Lloyd Evans, LastPass Identity Lead, APAC, gathered a panel of top security executives together last October to talk about whether or not corporate cyber security strategies need a reboot (Watch the full session here). Here are his takeaways from that conversation.
We all know that organisations have been getting progressively more sophisticated in the way they look to authenticate staff and encourage best practices behaviour. The COVID-19 pandemic lockdowns, however, have suddenly forced organisations to implement a new way of working in rapid time. It is now worth asking whether we have landed on the right setup for a permanently hybrid workforce.
Charles Gonzalez, Head of IT Security & Risk at HammondCare, explained that, in terms of ensuring staff follow the right security processes, it was important for the executives in charge to model the right behaviour.
“I think it's super important that we practice what we preach, and I have been using password managers for well over a decade myself,” he said. “We've rolled out password management across a subset of businesses within our business, and are actually planning to roll that across the entire fleet as well.”
Gonzalez added that a crucial part of his strategy would be based around education, to try to get past the natural resistance many users have to changing the way they have been working for years. This is something that Fadi Jafari, Cyber Security and Risk Director at Deakin University, said was a particular challenge with his user base.
He has people on his network from all walks of life, ranging from veteran academics to first year university students. Cyber security needs to be put into context for all of them.

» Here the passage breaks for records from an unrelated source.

//! Integration tests for appfeed
//!
//! These tests verify:
//! - Descriptor loading → release fetching → assembly → writing
//! - Per-application failure isolation across a whole run
//! - Document round-trip through the written file

use appfeed::assembler::{Assembler, SkipReason};
use appfeed::config::{load_app_configs, load_repository_config};
use appfeed::domain::RepositoryDocument;
use appfeed::error::ForgeError;
use appfeed::forge::{Release, ReleaseAsset, ReleaseFetcher, ReleaseSource};
use appfeed::output::write_document;
use appfeed::scaffold::{Scaffold, TemplateKind};
use async_trait::async_trait;
use chrono::{TimeZone, Utc};
use std::collections::HashMap;
use std::fs;
use std::path::Path;
use tempfile::TempDir;

/// Release source answering from a fixed table; missing repos fail
struct FixtureSource {
    releases: HashMap<String, Vec<Release>>,
}

#[async_trait]
impl ReleaseSource for FixtureSource {
    fn service_name(&self) -> &'static str {
        "fixture"
    }

    async fn list_releases(
        &self,
        owner: &str,
        repo: &str,
        _per_page: u32,
    ) -> Result<Vec<Release>, ForgeError> {
        let slug = format!("{}/{}", owner, repo);
        self.releases
            .get(&slug)
            .cloned()
            .ok_or_else(|| ForgeError::network_error(slug, "connection reset"))
    }
}

fn release(tag: &str, day: u32, assets: &[(&str, u64)], draft: bool, prerelease: bool) -> Release {
    Release {
        tag_name: tag.to_string(),
        draft,
        prerelease,
        created_at: Utc.with_ymd_and_hms(2024, 5, day, 0, 0, 0).unwrap(),
        published_at: Some(Utc.with_ymd_and_hms(2024, 5, day, 8, 0, 0).unwrap()),
        assets: assets
            .iter()
            .map(|(name, size)| ReleaseAsset {
                name: name.to_string(),
                size: *size,
                browser_download_url: format!("https://github.com/dl/{}/{}", tag, name),
            })
            .collect(),
    }
}

fn write_app(dir: &TempDir, file: &str, name: &str, owner: &str, extra: &str) {
    let yaml = format!(
        r#"name: {name}
bundleIdentifier: com.example.{owner}
developerName: {owner}
iconURL: https://example.com/{owner}.png
localizedDescription: "{name} description"
subtitle: Subtitle
tintColor: "848ef9"
screenshotURLs:
  - https://example.com/{owner}/1.png
github:
  owner: {owner}
  repo: app
{extra}"#
    );
    fs::write(dir.path().join("apps").join(file), yaml).unwrap();
}

fn workspace() -> TempDir {
    let dir = tempfile::tempdir().expect("Failed to create temp directory");
    fs::create_dir(dir.path().join("apps")).unwrap();
    fs::write(
        dir.path().join("repo-config.yaml"),
        "name: Source\nidentifier: com.example.source\niconURL: https://example.com/i.png\nwebsite: https://example.com\n",
    )
    .unwrap();
    dir
}

async fn run(
    dir: &TempDir,
    releases: HashMap<String, Vec<Release>>,
) -> (RepositoryDocument, Vec<SkipReason>) {
    let repo_config = load_repository_config(&dir.path().join("repo-config.yaml")).unwrap();
    let apps = load_app_configs(&dir.path().join("apps")).unwrap();

    let assembler = Assembler::new(ReleaseFetcher::new(Box::new(FixtureSource { releases })));
    let outcome = assembler.assemble(repo_config, apps).await;

    let output = dir.path().join("output").join("app-repo.json");
    write_document(&outcome.document, &output).unwrap();

    let written: RepositoryDocument =
        serde_json::from_str(&fs::read_to_string(&output).unwrap()).unwrap();
    assert_eq!(written, outcome.document, "written document should round-trip");

    let reasons = outcome.skipped.into_iter().map(|s| s.reason).collect();
    (written, reasons)
}

#[tokio::test]
async fn test_failed_app_does_not_block_later_app() {
    let dir = workspace();
    write_app(&dir, "a-broken.yaml", "Broken", "broken", "");
    write_app(&dir, "b-working.yaml", "Working", "working", "");

    let mut releases = HashMap::new();
    releases.insert(
        "working/app".to_string(),
        vec![release("v1.0.0", 1, &[("Working.ipa", 100)], false, false)],
    );

    let (doc, skipped) = run(&dir, releases).await;

    assert_eq!(doc.apps.len(), 1);
    assert_eq!(doc.apps[0].name, "Working");
    assert_eq!(skipped.len(), 1);
    assert!(matches!(&skipped[0], SkipReason::FetchFailed(msg) if msg.contains("broken/app")));
}

#[tokio::test]
async fn test_freshly_scaffolded_app_is_skipped_not_fatal() {
    let dir = workspace();
    let templates = Path::new(env!("CARGO_MANIFEST_DIR")).join("templates");
    Scaffold::new(dir.path().join("apps"), templates)
        .create(Some("New App"), TemplateKind::Basic)
        .unwrap();
    write_app(&dir, "working.yaml", "Working", "working", "");

    let mut releases = HashMap::new();
    releases.insert(
        "working/app".to_string(),
        vec![release("v1.0.0", 1, &[("Working.ipa", 100)], false, false)],
    );

    let (doc, skipped) = run(&dir, releases).await;

    assert_eq!(doc.apps.len(), 1);
    assert_eq!(doc.apps[0].name, "Working");
    assert_eq!(skipped.len(), 1);
    assert!(matches!(&skipped[0], SkipReason::FetchFailed(msg) if msg.contains("must be set")));
}

#[tokio::test]
async fn test_apps_without_usable_releases_are_absent() {
    let dir = workspace();
    write_app(&dir, "only-pre.yaml", "OnlyPre", "pre", "");
    write_app(&dir, "no-match.yaml", "NoMatch", "nomatch", "");

    let mut releases = HashMap::new();
    releases.insert(
        "pre/app".to_string(),
        vec![
            release("v2.0.0", 2, &[("App.ipa", 1)], true, false),
            release("v1.9.0", 1, &[("App.ipa", 1)], false, true),
        ],
    );
    releases.insert(
        "nomatch/app".to_string(),
        vec![release("v1.0.0", 1, &[("App.zip", 1)], false, false)],
    );

    let (doc, skipped) = run(&dir, releases).await;

    assert!(doc.apps.is_empty());
    assert_eq!(skipped, vec![SkipReason::NoVersions, SkipReason::NoVersions]);
}

#[tokio::test]
async fn test_custom_pattern_and_version_limit() {
    let dir = workspace();
    write_app(
        &dir,
        "signed.yaml",
        "Signed",
        "signed",
        "  assetPattern: \"*-signed.ipa\"\n  maxVersions: 2\n",
    );

    let mut releases = HashMap::new();
    releases.insert(
        "signed/app".to_string(),
        vec![
            release("v3.0.0", 3, &[("App.ipa", 30), ("App-signed.ipa", 31)], false, false),
            release("2.0.0", 2, &[("App-signed.ipa", 21)], false, false),
            release("v1.0.0", 1, &[("App-signed.ipa", 11)], false, false),
        ],
    );

    let (doc, _) = run(&dir, releases).await;
    let app = &doc.apps[0];

    let versions: Vec<_> = app.versions.iter().map(|v| v.version.as_str()).collect();
    assert_eq!(versions, vec!["3.0.0", "2.0.0"]);
    assert_eq!(app.size, 31);
    assert_eq!(app.download_url, "https://github.com/dl/v3.0.0/App-signed.ipa");
    assert_eq!(app.version_date, app.versions[0].date);
}

#[tokio::test]
async fn test_permissions_survive_the_pipeline() {
    let dir = workspace();
    write_app(&dir, "perm.yaml", "Perm", "perm", "");
    let path = dir.path().join("apps").join("perm.yaml");
    let mut yaml = fs::read_to_string(&path).unwrap();
    yaml.push_str("appPermissions:\n  entitlements:\n    - com.apple.developer.healthkit\n  privacy:\n    NSCameraUsageDescription: Scanning\n");
    fs::write(&path, yaml).unwrap();

    let mut releases = HashMap::new();
    releases.insert(
        "perm/app".to_string(),
        vec![release("v1.0.0", 1, &[("Perm.ipa", 5)], false, false)],
    );

    let (doc, _) = run(&dir, releases).await;
    let permissions = &doc.apps[0].app_permissions;
    assert_eq!(
        permissions["entitlements"],
        serde_json::json!(["com.apple.developer.healthkit"])
    );
    assert_eq!(permissions["privacy"]["NSCameraUsageDescription"], "Scanning");
}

“We have different messages targeting different people based on the roles and the risk profile they present to the organisation,” he said. “But at the same time we make good tools available to everyone, and we were surprised that when we told students that they could use Password Vault, not many of them knew there was such a thing.”
“I think we are guilty in the technology space of assuming that people know things and that it is trivial, but educating people and making sure the message has come across, and just being ‘in your face’ all the time is essential to the success of these initiatives that we are all working on,” Jafari explained.